| What is being asked |
Copy out each line featuring the string "types" from the entries beneath.
=== Section Start ===
//! hostnet-ovsmgr - Open vSwitch bridges, ports and flows
//!
//! Wraps `ovs-vsctl` and `ovs-ofctl`: every operation validates its input,
//! builds an argument vector, runs it through a
//! [`CommandRunner`](hostnet_common::CommandRunner) and parses the output.

pub mod commands;
mod ovs_mgr;
pub mod parsers;
mod types;

pub use ovs_mgr::OvsMgr;
pub use types::*;
//! Error types for hostnet operations.
//!
//! Every failure surfaced by the managers falls into one of three classes:
//! rejected input ([`HostnetError::Validation`]), a failed external command
//! ([`HostnetError::CommandFailed`] / [`HostnetError::Spawn`]) or a missing
//! namespace ([`HostnetError::NamespaceNotFound`]). Configuration errors only
//! occur while the process starts.

use std::io;
use thiserror::Error;

/// Result type alias for hostnet operations.
pub type HostnetResult<T> = Result<T, HostnetError>;

/// Errors that can occur while inspecting or mutating host networking state.
#[derive(Debug, Error)]
pub enum HostnetError {
    /// Input failed the identifier, numeric or address grammar.
    #[error("Invalid {field}: {message}")]
    Validation {
        /// The offending input field.
        field: String,
        /// Why the value was rejected.
        message: String,
    },

    /// Failed to spawn an external command.
    #[error("Failed to execute command '{command}': {source}")]
    Spawn {
        /// The command that could not be started.
        command: String,
        /// The underlying IO error.
        #[source]
        source: io::Error,
    },

    /// External command returned a non-zero exit code.
    #[error("{output}")]
    CommandFailed {
        /// The command that failed.
        command: String,
        /// The exit code (-1 when terminated by a signal).
        exit_code: i32,
        /// Captured stderr, or a generic message when stderr was empty.
        output: String,
    },

    /// Referenced network namespace does not exist.
    #[error("Namespace '{namespace}' not found")]
    NamespaceNotFound {
        /// The namespace that was looked up.
        namespace: String,
    },

    /// Configuration could not be loaded or is inconsistent.
    #[error("Configuration error: {message}")]
    Config {
        /// Error message.
        message: String,
    },

    /// IO error outside of command execution.
    #[error("IO error: {0}")]
    Io(#[from] io::Error),
}

impl HostnetError {
    /// Creates a validation error.
    pub fn validation(field: impl Into<String>, message: impl Into<String>) -> Self {
        Self::Validation {
            field: field.into(),
            message: message.into(),
        }
    }

    /// Creates a namespace not found error.
    pub fn namespace_not_found(namespace: impl Into<String>) -> Self {
        Self::NamespaceNotFound {
            namespace: namespace.into(),
        }
    }

    /// Creates a configuration error.
    pub fn config(message: impl Into<String>) -> Self {
        Self::Config {
            message: message.into(),
        }
    }

    /// Returns true if the input was rejected before any command ran.
    pub fn is_validation(&self) -> bool {
        matches!(self, HostnetError::Validation { .. })
    }

    /// Returns true if an external command failed or could not be spawned.
    pub fn is_exec(&self) -> bool {
        matches!(
            self,
            HostnetError::CommandFailed { .. } | HostnetError::Spawn { .. }
        )
    }

    /// Returns true if a referenced resource does not exist.
    pub fn is_not_found(&self) -> bool {
        matches!(self, HostnetError::NamespaceNotFound { .. })
    }

    /// Short machine-readable classification used by outer layers.
    pub fn kind(&self) -> &'static str {
        match self {
            HostnetError::Validation { .. } => "validation",
            HostnetError::Spawn { .. } | HostnetError::CommandFailed { .. } => "exec",
            HostnetError::NamespaceNotFound { .. } => "not_found",
            HostnetError::Config { .. } | HostnetError::Io(_) => "config",
        }
    }
}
=== Section End ===
| Answer for this exercise |
mod types;
pub use types::*;
//! Error types for hostnet operations.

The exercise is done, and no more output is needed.